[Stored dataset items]
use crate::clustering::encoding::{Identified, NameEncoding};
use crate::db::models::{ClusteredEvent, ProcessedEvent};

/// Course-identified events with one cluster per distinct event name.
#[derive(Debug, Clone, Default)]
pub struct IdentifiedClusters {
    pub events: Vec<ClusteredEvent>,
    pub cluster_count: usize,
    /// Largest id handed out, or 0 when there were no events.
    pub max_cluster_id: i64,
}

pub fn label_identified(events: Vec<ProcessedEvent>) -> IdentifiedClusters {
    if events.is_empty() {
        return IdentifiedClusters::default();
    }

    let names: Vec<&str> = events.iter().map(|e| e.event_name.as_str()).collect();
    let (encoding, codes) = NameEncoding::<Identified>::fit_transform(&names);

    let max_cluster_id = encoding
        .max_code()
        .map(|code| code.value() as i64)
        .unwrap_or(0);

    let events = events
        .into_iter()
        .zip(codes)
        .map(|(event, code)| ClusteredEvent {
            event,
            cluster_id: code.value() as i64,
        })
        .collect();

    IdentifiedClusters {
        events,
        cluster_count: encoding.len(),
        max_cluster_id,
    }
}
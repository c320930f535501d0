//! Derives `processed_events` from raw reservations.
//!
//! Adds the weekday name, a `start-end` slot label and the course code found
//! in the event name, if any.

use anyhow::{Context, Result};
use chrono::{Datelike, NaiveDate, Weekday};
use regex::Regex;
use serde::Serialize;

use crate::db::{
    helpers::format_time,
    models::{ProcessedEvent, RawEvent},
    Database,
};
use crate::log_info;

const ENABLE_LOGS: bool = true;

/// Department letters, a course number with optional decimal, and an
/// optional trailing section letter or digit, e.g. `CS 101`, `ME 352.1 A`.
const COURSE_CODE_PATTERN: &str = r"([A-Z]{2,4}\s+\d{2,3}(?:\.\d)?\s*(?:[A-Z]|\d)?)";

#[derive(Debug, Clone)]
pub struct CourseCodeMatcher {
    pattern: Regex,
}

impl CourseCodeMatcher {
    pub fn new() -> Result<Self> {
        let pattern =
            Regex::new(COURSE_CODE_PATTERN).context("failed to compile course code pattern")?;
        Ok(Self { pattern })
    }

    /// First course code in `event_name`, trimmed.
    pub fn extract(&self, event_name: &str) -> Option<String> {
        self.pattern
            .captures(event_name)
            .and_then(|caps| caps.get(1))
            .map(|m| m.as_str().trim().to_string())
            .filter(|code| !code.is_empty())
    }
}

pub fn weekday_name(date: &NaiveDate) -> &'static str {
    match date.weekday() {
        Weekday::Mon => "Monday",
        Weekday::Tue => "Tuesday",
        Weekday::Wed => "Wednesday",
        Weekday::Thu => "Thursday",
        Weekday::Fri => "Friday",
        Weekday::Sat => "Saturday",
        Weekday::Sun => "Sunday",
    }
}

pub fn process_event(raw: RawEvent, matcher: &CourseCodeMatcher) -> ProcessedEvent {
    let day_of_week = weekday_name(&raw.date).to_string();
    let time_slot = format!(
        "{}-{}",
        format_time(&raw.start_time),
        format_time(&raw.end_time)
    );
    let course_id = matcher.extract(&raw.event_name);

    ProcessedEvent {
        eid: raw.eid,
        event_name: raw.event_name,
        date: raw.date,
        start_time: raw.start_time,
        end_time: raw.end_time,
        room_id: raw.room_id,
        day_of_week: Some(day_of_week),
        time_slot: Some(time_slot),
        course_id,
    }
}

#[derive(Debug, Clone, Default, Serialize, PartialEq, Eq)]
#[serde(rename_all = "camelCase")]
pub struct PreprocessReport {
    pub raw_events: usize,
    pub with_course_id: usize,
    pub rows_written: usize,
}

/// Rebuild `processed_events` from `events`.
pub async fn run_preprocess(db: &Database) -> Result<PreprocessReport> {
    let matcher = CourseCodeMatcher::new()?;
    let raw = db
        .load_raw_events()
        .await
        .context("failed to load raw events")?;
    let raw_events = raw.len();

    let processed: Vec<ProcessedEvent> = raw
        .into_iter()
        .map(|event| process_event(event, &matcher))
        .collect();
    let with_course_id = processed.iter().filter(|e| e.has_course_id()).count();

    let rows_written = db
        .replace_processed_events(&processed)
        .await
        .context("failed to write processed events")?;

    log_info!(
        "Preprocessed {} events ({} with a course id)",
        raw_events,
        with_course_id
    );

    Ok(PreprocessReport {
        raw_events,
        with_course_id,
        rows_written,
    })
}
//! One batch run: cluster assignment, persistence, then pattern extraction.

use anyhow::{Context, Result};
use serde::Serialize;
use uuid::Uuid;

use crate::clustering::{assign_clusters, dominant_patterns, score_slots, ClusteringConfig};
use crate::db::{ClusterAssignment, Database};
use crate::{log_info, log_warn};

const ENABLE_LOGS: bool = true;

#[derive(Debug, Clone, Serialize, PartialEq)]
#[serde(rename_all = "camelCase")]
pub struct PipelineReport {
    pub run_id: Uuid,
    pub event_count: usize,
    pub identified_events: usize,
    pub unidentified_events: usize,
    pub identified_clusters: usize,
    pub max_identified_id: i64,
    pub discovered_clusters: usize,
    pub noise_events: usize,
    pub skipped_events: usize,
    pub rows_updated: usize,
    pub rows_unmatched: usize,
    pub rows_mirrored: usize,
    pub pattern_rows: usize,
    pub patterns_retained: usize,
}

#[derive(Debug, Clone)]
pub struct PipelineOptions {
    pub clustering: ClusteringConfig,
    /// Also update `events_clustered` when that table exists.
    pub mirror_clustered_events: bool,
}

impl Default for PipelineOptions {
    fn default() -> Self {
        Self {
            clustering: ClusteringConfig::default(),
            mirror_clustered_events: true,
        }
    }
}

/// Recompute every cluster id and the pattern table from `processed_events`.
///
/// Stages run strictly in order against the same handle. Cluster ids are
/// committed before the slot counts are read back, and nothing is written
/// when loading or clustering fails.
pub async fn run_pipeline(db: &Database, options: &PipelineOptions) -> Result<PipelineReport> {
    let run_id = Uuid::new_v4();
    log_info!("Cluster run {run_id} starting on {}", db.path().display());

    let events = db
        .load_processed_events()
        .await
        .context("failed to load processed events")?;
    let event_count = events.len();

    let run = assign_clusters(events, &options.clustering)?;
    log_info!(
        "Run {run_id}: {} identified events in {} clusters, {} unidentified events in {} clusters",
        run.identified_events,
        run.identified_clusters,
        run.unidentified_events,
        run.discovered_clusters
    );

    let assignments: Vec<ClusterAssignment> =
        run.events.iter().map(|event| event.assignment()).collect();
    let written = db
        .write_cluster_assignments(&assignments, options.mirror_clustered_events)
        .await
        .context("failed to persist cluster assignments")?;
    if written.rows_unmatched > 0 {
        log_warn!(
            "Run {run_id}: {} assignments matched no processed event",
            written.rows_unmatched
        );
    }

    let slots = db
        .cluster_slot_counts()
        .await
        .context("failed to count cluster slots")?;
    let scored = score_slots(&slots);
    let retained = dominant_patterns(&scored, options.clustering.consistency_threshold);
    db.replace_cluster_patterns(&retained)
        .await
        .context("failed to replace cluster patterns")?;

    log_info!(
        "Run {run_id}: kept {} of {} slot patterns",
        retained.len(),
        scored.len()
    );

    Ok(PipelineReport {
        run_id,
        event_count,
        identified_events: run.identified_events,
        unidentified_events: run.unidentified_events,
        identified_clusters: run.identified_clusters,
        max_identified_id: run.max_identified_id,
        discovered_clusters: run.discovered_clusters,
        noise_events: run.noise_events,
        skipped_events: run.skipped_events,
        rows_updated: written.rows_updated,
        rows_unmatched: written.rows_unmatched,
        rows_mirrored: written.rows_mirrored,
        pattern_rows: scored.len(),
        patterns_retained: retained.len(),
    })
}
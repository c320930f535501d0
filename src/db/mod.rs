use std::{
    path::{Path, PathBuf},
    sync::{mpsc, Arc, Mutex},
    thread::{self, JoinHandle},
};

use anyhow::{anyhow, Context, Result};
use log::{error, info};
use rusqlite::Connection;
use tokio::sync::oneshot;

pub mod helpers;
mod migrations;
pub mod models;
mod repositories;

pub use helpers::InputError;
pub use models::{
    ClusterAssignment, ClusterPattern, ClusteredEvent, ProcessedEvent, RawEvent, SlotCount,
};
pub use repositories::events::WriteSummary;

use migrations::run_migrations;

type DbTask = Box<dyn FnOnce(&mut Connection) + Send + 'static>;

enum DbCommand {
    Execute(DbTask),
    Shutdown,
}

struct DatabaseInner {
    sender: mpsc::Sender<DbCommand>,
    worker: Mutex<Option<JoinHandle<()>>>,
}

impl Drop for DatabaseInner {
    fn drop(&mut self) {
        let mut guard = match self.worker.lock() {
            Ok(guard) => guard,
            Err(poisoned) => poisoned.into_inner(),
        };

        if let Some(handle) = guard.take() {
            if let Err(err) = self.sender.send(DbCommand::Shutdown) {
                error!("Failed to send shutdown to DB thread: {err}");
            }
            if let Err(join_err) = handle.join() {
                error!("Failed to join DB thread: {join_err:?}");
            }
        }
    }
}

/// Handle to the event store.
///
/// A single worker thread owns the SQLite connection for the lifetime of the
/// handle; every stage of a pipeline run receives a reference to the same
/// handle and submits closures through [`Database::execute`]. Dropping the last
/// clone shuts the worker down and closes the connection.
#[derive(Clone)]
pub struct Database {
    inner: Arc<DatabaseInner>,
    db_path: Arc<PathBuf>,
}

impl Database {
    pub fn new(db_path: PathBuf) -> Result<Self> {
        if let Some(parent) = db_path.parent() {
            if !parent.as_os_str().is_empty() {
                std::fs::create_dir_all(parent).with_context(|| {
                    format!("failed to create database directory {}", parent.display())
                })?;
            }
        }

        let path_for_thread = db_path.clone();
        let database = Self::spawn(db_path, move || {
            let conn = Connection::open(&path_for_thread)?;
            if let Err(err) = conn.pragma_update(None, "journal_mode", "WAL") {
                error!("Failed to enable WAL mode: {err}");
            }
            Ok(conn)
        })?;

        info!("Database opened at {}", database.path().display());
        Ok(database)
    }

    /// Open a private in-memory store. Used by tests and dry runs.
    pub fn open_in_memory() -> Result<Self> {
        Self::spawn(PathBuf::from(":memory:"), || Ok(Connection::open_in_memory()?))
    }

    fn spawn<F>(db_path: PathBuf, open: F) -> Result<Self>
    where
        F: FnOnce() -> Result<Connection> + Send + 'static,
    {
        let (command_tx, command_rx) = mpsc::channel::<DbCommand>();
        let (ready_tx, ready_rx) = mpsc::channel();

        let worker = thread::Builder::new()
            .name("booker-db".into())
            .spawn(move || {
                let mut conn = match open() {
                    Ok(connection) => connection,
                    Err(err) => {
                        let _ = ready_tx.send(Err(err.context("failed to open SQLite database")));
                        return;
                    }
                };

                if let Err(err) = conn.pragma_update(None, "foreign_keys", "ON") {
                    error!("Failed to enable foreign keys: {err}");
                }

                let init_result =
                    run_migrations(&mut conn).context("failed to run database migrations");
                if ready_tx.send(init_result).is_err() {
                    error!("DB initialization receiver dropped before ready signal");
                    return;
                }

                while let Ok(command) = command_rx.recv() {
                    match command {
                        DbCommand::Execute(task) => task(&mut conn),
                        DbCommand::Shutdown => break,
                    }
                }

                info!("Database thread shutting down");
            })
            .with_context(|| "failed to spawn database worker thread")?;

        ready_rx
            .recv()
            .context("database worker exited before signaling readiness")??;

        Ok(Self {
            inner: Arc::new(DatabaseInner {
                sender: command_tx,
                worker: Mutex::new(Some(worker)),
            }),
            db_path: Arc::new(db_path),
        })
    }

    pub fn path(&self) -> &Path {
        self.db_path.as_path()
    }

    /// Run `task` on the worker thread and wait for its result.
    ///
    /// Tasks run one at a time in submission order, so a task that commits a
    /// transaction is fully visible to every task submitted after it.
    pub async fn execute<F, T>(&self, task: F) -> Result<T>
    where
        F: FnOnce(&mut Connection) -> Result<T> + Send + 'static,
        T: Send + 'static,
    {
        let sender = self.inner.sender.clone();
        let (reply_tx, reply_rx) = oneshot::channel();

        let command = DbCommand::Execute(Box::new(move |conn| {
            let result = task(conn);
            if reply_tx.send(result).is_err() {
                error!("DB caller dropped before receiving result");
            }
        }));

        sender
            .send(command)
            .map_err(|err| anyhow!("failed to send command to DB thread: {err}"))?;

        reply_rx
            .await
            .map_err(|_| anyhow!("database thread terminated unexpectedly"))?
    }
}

— Exercise details —
Whenever the string "ClusteredEvent" occurs in a line of the entries above, copy that line.

— Written response —
use crate::db::models::{ClusteredEvent, ProcessedEvent};
    pub events: Vec<ClusteredEvent>,
        .map(|(event, code)| ClusteredEvent {
    ClusterAssignment, ClusterPattern, ClusteredEvent, ProcessedEvent, RawEvent, SlotCount,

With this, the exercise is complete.